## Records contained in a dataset
- Opening Delimiter -

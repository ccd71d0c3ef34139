//! Builds the per-signal [`ResolvedRiskContext`] from static configuration.
//! `mqk-risk::evaluate` is pure and config-agnostic; this is the one place
//! that reaches into `CoreConfig` on its behalf.

use mqk_config::{CoreConfig, ExchangeConfig};
use mqk_risk::ResolvedRiskContext;
use mqk_schemas::Signal;

/// §7 / §4.F: the minimum-notional floor is padded by at least 10% so a
/// signal sized right at the venue's stated minimum doesn't get bounced by
/// intra-tick price movement before the order reaches the venue. Config
/// carries `min_notional_micros` per exchange but no separate safety-margin
/// knob, so the floor itself is fixed here rather than threaded through
/// another config section.
pub const MIN_NOTIONAL_SAFETY_MARGIN_PCT_MICROS: i64 = 100_000;

const DEFAULT_RISK_PROFILE: &str = "standard";
const DEFAULT_LEVERAGE: u32 = 1;

/// Resolve everything `mqk_risk::evaluate` needs for one signal: the named
/// risk profile (falling back to `"standard"` when the signal doesn't name
/// one, or when it names one the config doesn't define), the asset category
/// the signal's symbol belongs to (if any), and the exchange's venue floor.
pub fn resolve_risk_context(
    core: &CoreConfig,
    exchange_cfg: &ExchangeConfig,
    signal: &Signal,
) -> ResolvedRiskContext {
    let profile_name = signal
        .risk_profile
        .as_deref()
        .unwrap_or(DEFAULT_RISK_PROFILE);
    let risk_multiplier = core
        .risk_profiles
        .get(profile_name)
        .or_else(|| core.risk_profiles.get(DEFAULT_RISK_PROFILE))
        .map(|p| p.risk_multiplier)
        .unwrap_or(1.0);

    let category = core.category_for_symbol(&signal.symbol);
    let category_multiplier = category.map(|(_, c)| c.multiplier).unwrap_or(1.0);
    let category_max_leverage = category.map(|(_, c)| c.max_leverage);
    let category_disallowed = category.map(|(_, c)| c.disallowed).unwrap_or(false);

    ResolvedRiskContext {
        risk_multiplier,
        category_multiplier,
        category_max_leverage,
        category_disallowed,
        max_positions: core.portfolio_limits.max_positions,
        max_positions_per_direction: core.portfolio_limits.max_positions_per_direction,
        max_total_risk_pct: core.portfolio_limits.max_total_risk_pct,
        daily_loss_limit_pct: core.portfolio_limits.daily_loss_limit_pct,
        risk_per_trade_pct: core.risk_per_trade_pct,
        min_confidence: core.min_confidence,
        venue_min_notional_micros: exchange_cfg.min_notional_micros,
        min_notional_safety_margin_pct_micros: MIN_NOTIONAL_SAFETY_MARGIN_PCT_MICROS,
        default_leverage: DEFAULT_LEVERAGE,
    }
}
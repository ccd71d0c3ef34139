//! §4.G error taxonomy and the values `OrderExecutor` hands back to callers.

use mqk_exchange_gateway::GatewayError;
use mqk_schemas::Micros;

/// Failure modes specific to the reserve -> rate-limit -> submit sequence.
/// Gateway-level rejections (`InvalidParams`, `Throttled`, ...) pass through
/// as [`ExecutionError::EntryRejected`] unchanged — §7's per-kind recovery
/// policy is the caller's concern, not this crate's.
#[derive(Clone, Debug, PartialEq)]
pub enum ExecutionError {
    /// Reservation failed before any venue call was made; no order was
    /// submitted. `shortage_micros` is how much more would have been needed.
    InsufficientFunds { shortage_micros: Micros },
    /// The venue rejected the entry order after a reservation was held; the
    /// reservation has already been released by the time this is returned.
    EntryRejected(GatewayError),
}

impl std::fmt::Display for ExecutionError {
    fn fmt(&self, f: &mut std::fmt::Formatter<'_>) -> std::fmt::Result {
        match self {
            ExecutionError::InsufficientFunds { shortage_micros } => {
                write!(f, "insufficient funds: short by {shortage_micros} micros")
            }
            ExecutionError::EntryRejected(e) => write!(f, "entry order rejected: {e}"),
        }
    }
}

impl std::error::Error for ExecutionError {}
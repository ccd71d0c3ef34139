//! §4.H SLTPEngine outputs.

use mqk_schemas::Micros;

/// A protection modification for `PositionMonitor` to dispatch through
/// `OrderExecutor`. At most one is produced per [`crate::engine::tick`] call.
#[derive(Clone, Debug, PartialEq)]
pub enum ProtectionAction {
    /// Reduce-only market close of one partial-TP ladder rung.
    PartialClose {
        ladder_index: usize,
        close_qty_micros: Micros,
    },
    /// Move the resting stop-loss to a strictly more protective level.
    MoveStopLoss { new_sl_micros: Micros },
    /// Defensive full close, issued by the caller (not `tick` itself) when a
    /// `MoveStopLoss` is rejected by the venue as `InvalidParams`.
    ClosePosition,
}

/// The result of one `tick`: a provisional next-state for the position (only
/// meaningful if `action` is later confirmed to have succeeded on the venue)
/// and the action to dispatch, if any.
///
/// Callers must persist `position` only after the corresponding venue call
/// (if `action` is `Some`) has been confirmed. On failure, retry `tick`
/// against the original, unmutated position — it will reproduce the same
/// action deterministically.
#[derive(Clone, Debug, PartialEq)]
pub struct TickOutcome {
    pub position: mqk_schemas::Position,
    pub action: Option<ProtectionAction>,
}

- Closing Delimiter -

## WORK TASK
The lines above that hold the word "ExchangeConfig" are the ones to copy.

## EXPECTED OUTPUT
use mqk_config::{CoreConfig, ExchangeConfig};
    exchange_cfg: &ExchangeConfig,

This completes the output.